Given entries
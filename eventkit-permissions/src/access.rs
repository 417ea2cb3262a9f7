// SPDX-License-Identifier: MIT OR Apache-2.0

use std::fmt::Display;
use std::str::FromStr;

#[cfg(feature = "serde")]
use serde::{Deserialize, Serialize};

use crate::ParseError;

/// The two access levels which can be granted to a member or a group.
///
/// Levels are compared for equality only. Holding `Admin` does not imply anything about `Read`
/// for the purpose of permission queries, a query for `Read` on an admin entry returns `false`.
#[derive(Clone, Copy, Debug, PartialEq, Eq, Hash)]
#[cfg_attr(feature = "serde", derive(Deserialize, Serialize))]
pub enum AccessLevel {
    /// Permission to view a resource.
    #[cfg_attr(feature = "serde", serde(rename = "READ"))]
    Read,

    /// Permission to manage a resource, including re-sharing it.
    #[cfg_attr(feature = "serde", serde(rename = "ADMIN"))]
    Admin,
}

impl AccessLevel {
    /// String form used in persisted permission records.
    pub fn as_str(&self) -> &'static str {
        match self {
            AccessLevel::Read => "READ",
            AccessLevel::Admin => "ADMIN",
        }
    }

    /// Access level is Read.
    pub fn is_read(&self) -> bool {
        matches!(self, AccessLevel::Read)
    }

    /// Access level is Admin.
    pub fn is_admin(&self) -> bool {
        matches!(self, AccessLevel::Admin)
    }
}

impl Display for AccessLevel {
    fn fmt(&self, f: &mut std::fmt::Formatter<'_>) -> std::fmt::Result {
        write!(f, "{}", self.as_str())
    }
}

impl FromStr for AccessLevel {
    type Err = ParseError;

    fn from_str(value: &str) -> Result<Self, Self::Err> {
        match value {
            "READ" => Ok(AccessLevel::Read),
            "ADMIN" => Ok(AccessLevel::Admin),
            other => Err(ParseError::UnknownAccessLevel(other.to_string())),
        }
    }
}

#[cfg(test)]
mod tests {
    use assert_matches::assert_matches;

    use crate::{AccessLevel, ParseError};

    #[test]
    fn parses_record_literals() {
        assert_eq!("READ".parse::<AccessLevel>().unwrap(), AccessLevel::Read);
        assert_eq!("ADMIN".parse::<AccessLevel>().unwrap(), AccessLevel::Admin);
        assert_eq!(AccessLevel::Admin.to_string(), "ADMIN");
        assert_eq!(AccessLevel::Read.to_string(), "READ");
    }

    #[test]
    fn rejects_unknown_literals() {
        // Literals are case sensitive.
        assert_matches!(
            "read".parse::<AccessLevel>(),
            Err(ParseError::UnknownAccessLevel(value)) if value == "read"
        );
        assert_matches!(
            "MANAGE".parse::<AccessLevel>(),
            Err(ParseError::UnknownAccessLevel(_))
        );
    }

    #[test]
    fn level_predicates() {
        assert!(AccessLevel::Read.is_read());
        assert!(!AccessLevel::Read.is_admin());
        assert!(AccessLevel::Admin.is_admin());
        assert!(!AccessLevel::Admin.is_read());
    }

    #[cfg(feature = "serde")]
    #[test]
    fn serializes_as_uppercase_literal() {
        let json = serde_json::to_string(&AccessLevel::Admin).unwrap();
        assert_eq!(json, "\"ADMIN\"");

        let level: AccessLevel = serde_json::from_str("\"READ\"").unwrap();
        assert_eq!(level, AccessLevel::Read);
    }
}
#![allow(non_snake_case)]

use super::*;

#[test]
fn GenerationError___cyclic_reference___displays_cycle_path() {
    let err = GenerationError::CyclicReference {
        cycle: vec!["A".into(), "B".into(), "A".into()],
    };

    let display = err.to_string();

    assert_eq!(display, "cyclic reference: A -> B -> A");
}

#[test]
fn GenerationError___undefined_reference___names_kind_and_origin() {
    let err = GenerationError::UndefinedReference {
        kind: "struct",
        name: "Ghost".into(),
        referenced_from: "parameter calculate.left".into(),
    };

    let display = err.to_string();

    assert_eq!(
        display,
        "undefined struct reference 'Ghost' in parameter calculate.left"
    );
}

#[test]
fn GenerationError___unmapped_type___prefixes_target() {
    let err = GenerationError::UnmappedType {
        target: TargetId::Cpp,
        ty: "float64".into(),
    };

    assert_eq!(err.to_string(), "[cpp] no mapping for type float64");
}

#[test]
fn GenerationError___inconsistent___counts_and_lists_violations() {
    let err = GenerationError::Inconsistent(vec![ConsistencyViolation {
        target: TargetId::Java,
        entity: "enum Operation.ADD".into(),
        expected: "ordinal 1".into(),
        observed: "ordinal 0".into(),
    }]);

    let display = err.to_string();

    assert!(display.starts_with("1 consistency violation(s)"));
    assert!(
        display.contains("[java] enum Operation.ADD: expected ordinal 1, observed ordinal 0")
    );
}

#[test]
fn GenerationError___targets_failed___lists_each_target() {
    let err = GenerationError::TargetsFailed(vec![
        TargetFailure::new(
            TargetId::Java,
            GenerationError::UnmappedType {
                target: TargetId::Java,
                ty: "uint64".into(),
            },
        ),
        TargetFailure::new(TargetId::Cpp, GenerationError::Internal("boom".into())),
    ]);

    let display = err.to_string();

    assert!(display.contains("java: [java] no mapping for type uint64"));
    assert!(display.contains("cpp: internal error: boom"));
}

#[test]
fn GenerationError___all_variants___have_unique_codes() {
    let errors = vec![
        GenerationError::CyclicReference { cycle: vec![] },
        GenerationError::UndefinedReference {
            kind: "enum",
            name: "".into(),
            referenced_from: "".into(),
        },
        GenerationError::NameCollision {
            scope: "".into(),
            name: "".into(),
        },
        GenerationError::DuplicateOrdinal {
            enum_name: "".into(),
            ordinal: 0,
            member: "".into(),
            previous: "".into(),
        },
        GenerationError::InvalidIdentifier {
            identifier: "".into(),
            context: "".into(),
        },
        GenerationError::InvalidTypeUsage {
            context: "".into(),
            reason: "".into(),
        },
        GenerationError::NamingCollision {
            target: TargetId::Java,
            scope: "".into(),
            identifier: "".into(),
            reason: "".into(),
        },
        GenerationError::UnmappedType {
            target: TargetId::Java,
            ty: "".into(),
        },
        GenerationError::TargetsFailed(vec![]),
        GenerationError::Inconsistent(vec![]),
        GenerationError::Config("".into()),
        GenerationError::Internal("".into()),
    ];

    let codes: Vec<u8> = errors.iter().map(|e| e.error_code()).collect();
    let unique: std::collections::HashSet<u8> = codes.iter().copied().collect();

    assert_eq!(codes.len(), unique.len(), "All error codes should be unique");
    assert!(!codes.contains(&0), "0 is reserved for success");
    assert!(!codes.contains(&1), "1 is reserved for generic CLI failures");
}

#[test]
fn GenerationError___from_toml_error___converts_to_config() {
    let toml_err = toml::from_str::<toml::Value>("targets = [").unwrap_err();

    let err: GenerationError = toml_err.into();

    assert!(matches!(err, GenerationError::Config(_)));
}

Brief
Copy the material above, line for line.

Answer section
filename eventkit-permissions/src/access.rs
repository 417ea2cb3262a9f7
// SPDX-License-Identifier: MIT OR Apache-2.0

use std::fmt::Display;
use std::str::FromStr;

#[cfg(feature = "serde")]
use serde::{Deserialize, Serialize};

use crate::ParseError;

/// The two access levels which can be granted to a member or a group.
///
/// Levels are compared for equality only. Holding `Admin` does not imply anything about `Read`
/// for the purpose of permission queries, a query for `Read` on an admin entry returns `false`.
#[derive(Clone, Copy, Debug, PartialEq, Eq, Hash)]
#[cfg_attr(feature = "serde", derive(Deserialize, Serialize))]
pub enum AccessLevel {
    /// Permission to view a resource.
    #[cfg_attr(feature = "serde", serde(rename = "READ"))]
    Read,

    /// Permission to manage a resource, including re-sharing it.
    #[cfg_attr(feature = "serde", serde(rename = "ADMIN"))]
    Admin,
}

impl AccessLevel {
    /// String form used in persisted permission records.
    pub fn as_str(&self) -> &'static str {
        match self {
            AccessLevel::Read => "READ",
            AccessLevel::Admin => "ADMIN",
        }
    }

    /// Access level is Read.
    pub fn is_read(&self) -> bool {
        matches!(self, AccessLevel::Read)
    }

    /// Access level is Admin.
    pub fn is_admin(&self) -> bool {
        matches!(self, AccessLevel::Admin)
    }
}

impl Display for AccessLevel {
    fn fmt(&self, f: &mut std::fmt::Formatter<'_>) -> std::fmt::Result {
        write!(f, "{}", self.as_str())
    }
}

impl FromStr for AccessLevel {
    type Err = ParseError;

    fn from_str(value: &str) -> Result<Self, Self::Err> {
        match value {
            "READ" => Ok(AccessLevel::Read),
            "ADMIN" => Ok(AccessLevel::Admin),
            other => Err(ParseError::UnknownAccessLevel(other.to_string())),
        }
    }
}

#[cfg(test)]
mod tests {
    use assert_matches::assert_matches;

    use crate::{AccessLevel, ParseError};

    #[test]
    fn parses_record_literals() {
        assert_eq!("READ".parse::<AccessLevel>().unwrap(), AccessLevel::Read);
        assert_eq!("ADMIN".parse::<AccessLevel>().unwrap(), AccessLevel::Admin);
        assert_eq!(AccessLevel::Admin.to_string(), "ADMIN");
        assert_eq!(AccessLevel::Read.to_string(), "READ");
    }

    #[test]
    fn rejects_unknown_literals() {
        // Literals are case sensitive.
        assert_matches!(
            "read".parse::<AccessLevel>(),
            Err(ParseError::UnknownAccessLevel(value)) if value == "read"
        );
        assert_matches!(
            "MANAGE".parse::<AccessLevel>(),
            Err(ParseError::UnknownAccessLevel(_))
        );
    }

    #[test]
    fn level_predicates() {
        assert!(AccessLevel::Read.is_read());
        assert!(!AccessLevel::Read.is_admin());
        assert!(AccessLevel::Admin.is_admin());
        assert!(!AccessLevel::Admin.is_read());
    }

    #[cfg(feature = "serde")]
    #[test]
    fn serializes_as_uppercase_literal() {
        let json = serde_json::to_string(&AccessLevel::Admin).unwrap();
        assert_eq!(json, "\"ADMIN\"");

        let level: AccessLevel = serde_json::from_str("\"READ\"").unwrap();
        assert_eq!(level, AccessLevel::Read);
    }
}
#![allow(non_snake_case)]

use super::*;

#[test]
fn GenerationError___cyclic_reference___displays_cycle_path() {
    let err = GenerationError::CyclicReference {
        cycle: vec!["A".into(), "B".into(), "A".into()],
    };

    let display = err.to_string();

    assert_eq!(display, "cyclic reference: A -> B -> A");
}

#[test]
fn GenerationError___undefined_reference___names_kind_and_origin() {
    let err = GenerationError::UndefinedReference {
        kind: "struct",
        name: "Ghost".into(),
        referenced_from: "parameter calculate.left".into(),
    };

    let display = err.to_string();

    assert_eq!(
        display,
        "undefined struct reference 'Ghost' in parameter calculate.left"
    );
}

#[test]
fn GenerationError___unmapped_type___prefixes_target() {
    let err = GenerationError::UnmappedType {
        target: TargetId::Cpp,
        ty: "float64".into(),
    };

    assert_eq!(err.to_string(), "[cpp] no mapping for type float64");
}

#[test]
fn GenerationError___inconsistent___counts_and_lists_violations() {
    let err = GenerationError::Inconsistent(vec![ConsistencyViolation {
        target: TargetId::Java,
        entity: "enum Operation.ADD".into(),
        expected: "ordinal 1".into(),
        observed: "ordinal 0".into(),
    }]);

    let display = err.to_string();

    assert!(display.starts_with("1 consistency violation(s)"));
    assert!(
        display.contains("[java] enum Operation.ADD: expected ordinal 1, observed ordinal 0")
    );
}

#[test]
fn GenerationError___targets_failed___lists_each_target() {
    let err = GenerationError::TargetsFailed(vec![
        TargetFailure::new(
            TargetId::Java,
            GenerationError::UnmappedType {
                target: TargetId::Java,
                ty: "uint64".into(),
            },
        ),
        TargetFailure::new(TargetId::Cpp, GenerationError::Internal("boom".into())),
    ]);

    let display = err.to_string();

    assert!(display.contains("java: [java] no mapping for type uint64"));
    assert!(display.contains("cpp: internal error: boom"));
}

#[test]
fn GenerationError___all_variants___have_unique_codes() {
    let errors = vec![
        GenerationError::CyclicReference { cycle: vec![] },
        GenerationError::UndefinedReference {
            kind: "enum",
            name: "".into(),
            referenced_from: "".into(),
        },
        GenerationError::NameCollision {
            scope: "".into(),
            name: "".into(),
        },
        GenerationError::DuplicateOrdinal {
            enum_name: "".into(),
            ordinal: 0,
            member: "".into(),
            previous: "".into(),
        },
        GenerationError::InvalidIdentifier {
            identifier: "".into(),
            context: "".into(),
        },
        GenerationError::InvalidTypeUsage {
            context: "".into(),
            reason: "".into(),
        },
        GenerationError::NamingCollision {
            target: TargetId::Java,
            scope: "".into(),
            identifier: "".into(),
            reason: "".into(),
        },
        GenerationError::UnmappedType {
            target: TargetId::Java,
            ty: "".into(),
        },
        GenerationError::TargetsFailed(vec![]),
        GenerationError::Inconsistent(vec![]),
        GenerationError::Config("".into()),
        GenerationError::Internal("".into()),
    ];

    let codes: Vec<u8> = errors.iter().map(|e| e.error_code()).collect();
    let unique: std::collections::HashSet<u8> = codes.iter().copied().collect();

    assert_eq!(codes.len(), unique.len(), "All error codes should be unique");
    assert!(!codes.contains(&0), "0 is reserved for success");
    assert!(!codes.contains(&1), "1 is reserved for generic CLI failures");
}

#[test]
fn GenerationError___from_toml_error___converts_to_config() {
    let toml_err = toml::from_str::<toml::Value>("targets = [").unwrap_err();

    let err: GenerationError = toml_err.into();

    assert!(matches!(err, GenerationError::Config(_)));
}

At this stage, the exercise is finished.